The device type that is set will be used by the filter_valid_systems_by_device_type hook to check in the ReFrame configuration file which of the current partitions contain the relevant device. Typically, we don't set the DEVICE_TYPES.CPU on a GPU partition in the ReFrame configuration, so that we skip all CPU-only tests on GPU nodes. Check the DEVICE_TYPES constant for the full list of valid compute units.

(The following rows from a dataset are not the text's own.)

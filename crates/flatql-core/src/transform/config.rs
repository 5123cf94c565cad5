//! Declarative rule sets
//!
//! A rule set is written as a plain JSON object mapping source patterns to
//! destination templates, in the order the rules should run:
//!
//! ```json
//! {
//!     "res_uuid": "id",
//!     "list.*.id": "list.{1}",
//!     "res_name": "name"
//! }
//! ```
//!
//! Mapping functions cannot be expressed this way; add them to a
//! [`TransformBuilder`](super::TransformBuilder) after loading.
//!
//! Copyright (c) 2025 FlatQL Team
//! Licensed under the Apache-2.0 license

use super::rule::Rule;
use crate::{Error, Result};
use serde::{Deserialize, Serialize};
use serde_json::{Map, Value};
use std::path::Path as FsPath;

/// Ordered source pattern to destination template pairs
#[derive(Debug, Clone, Default, PartialEq, Serialize, Deserialize)]
#[serde(try_from = "Map<String, Value>", into = "Map<String, Value>")]
pub struct TransformConfig {
    rules: Vec<(String, String)>,
}

impl TransformConfig {
    pub fn new() -> Self {
        Self::default()
    }

    /// Append a rule, keeping declaration order
    pub fn with_rule(mut self, source: impl Into<String>, destination: impl Into<String>) -> Self {
        self.rules.push((source.into(), destination.into()));
        self
    }

    /// Parse a JSON object of rules
    pub fn from_json_str(json: &str) -> Result<Self> {
        let value: Value = serde_json::from_str(json)?;
        Self::from_value(value)
    }

    /// Read rules from an already parsed JSON value
    pub fn from_value(value: Value) -> Result<Self> {
        match value {
            Value::Object(map) => Self::try_from(map),
            other => Err(Error::configuration(format!(
                "rule set must be a JSON object, found {}",
                type_name(&other)
            ))),
        }
    }

    /// Load a rule set from a JSON file
    pub fn from_file(path: impl AsRef<FsPath>) -> Result<Self> {
        let path = path.as_ref();
        let contents = std::fs::read_to_string(path)?;
        log::debug!("Loaded transform rules from {}", path.display());
        Self::from_json_str(&contents)
    }

    /// The rules as [`Rule`]s, in declaration order
    pub fn rules(&self) -> impl Iterator<Item = Rule> + '_ {
        self.rules
            .iter()
            .map(|(source, destination)| Rule::new(source.as_str(), destination.as_str()))
    }

    pub fn len(&self) -> usize {
        self.rules.len()
    }

    pub fn is_empty(&self) -> bool {
        self.rules.is_empty()
    }
}

impl TryFrom<Map<String, Value>> for TransformConfig {
    type Error = Error;

    fn try_from(map: Map<String, Value>) -> Result<Self> {
        let rules = map
            .into_iter()
            .map(|(source, destination)| match destination {
                Value::String(template) => Ok((source, template)),
                other => Err(Error::configuration(format!(
                    "destination for `{}` must be a string template, found {}",
                    source,
                    type_name(&other)
                ))),
            })
            .collect::<Result<Vec<_>>>()?;
        Ok(Self { rules })
    }
}

impl From<TransformConfig> for Map<String, Value> {
    fn from(config: TransformConfig) -> Self {
        config
            .rules
            .into_iter()
            .map(|(source, destination)| (source, Value::String(destination)))
            .collect()
    }
}

fn type_name(value: &Value) -> &'static str {
    match value {
        Value::Null => "null",
        Value::Bool(_) => "boolean",
        Value::Number(_) => "number",
        Value::String(_) => "string",
        Value::Array(_) => "array",
        Value::Object(_) => "object",
    }
}

#[cfg(test)]
mod tests {
    use super::*;
    use serde_json::json;
    use std::io::Write;

    #[test]
    fn test_from_json_str_keeps_order() {
        let config = TransformConfig::from_json_str(
            r#"{"res_uuid": "id", "list.*.id": "list.{1}", "res_name": "name"}"#,
        )
        .unwrap();
        let sources: Vec<_> = config.rules().map(|r| r.source).collect();
        assert_eq!(sources, vec!["res_uuid", "list.*.id", "res_name"]);
    }

    #[test]
    fn test_non_string_destination_is_rejected() {
        let err = TransformConfig::from_value(json!({"a": 1})).unwrap_err();
        assert!(matches!(err, Error::Configuration { .. }));
        assert!(err.to_string().contains("`a`"));
    }

    #[test]
    fn test_non_object_is_rejected() {
        let err = TransformConfig::from_value(json!(["a", "b"])).unwrap_err();
        assert!(err.to_string().contains("array"));
    }

    #[test]
    fn test_invalid_json() {
        let err = TransformConfig::from_json_str("{").unwrap_err();
        assert!(matches!(err, Error::Json { .. }));
    }

    #[test]
    fn test_serde_round_trip() {
        let config = TransformConfig::new().with_rule("a", "b").with_rule("c.*", "d.{1}");
        let text = serde_json::to_string(&config).unwrap();
        assert_eq!(text, r#"{"a":"b","c.*":"d.{1}"}"#);
        let back: TransformConfig = serde_json::from_str(&text).unwrap();
        assert_eq!(back, config);
    }

    #[test]
    fn test_from_file() {
        let mut file = tempfile::NamedTempFile::new().unwrap();
        write!(file, r#"{{"a.aa": "b.bb"}}"#).unwrap();
        let config = TransformConfig::from_file(file.path()).unwrap();
        assert_eq!(config.len(), 1);

        let err = TransformConfig::from_file(file.path().with_extension("missing")).unwrap_err();
        assert!(matches!(err, Error::Io { .. }));
    }
}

EESSI_Mixin also filters based on the supported scales, which can again be configured per partition in the ReFrame configuration file. This can e.g. be used to avoid running large-scale tests on partitions that don't have enough nodes to run them.

Note

device_type needs to be set before (or in) ReFrame's init phase

Requesting sufficient RAM memory¶

To make sure you get an allocation with sufficient memory, your test should declare how much memory per node it needs by defining a required_mem_per_node function in your test class that returns the required memory per node (in MiB). Note that the amount of required memory generally depends on the amount of tasks that are launched per node (self.num_tasks_per_node).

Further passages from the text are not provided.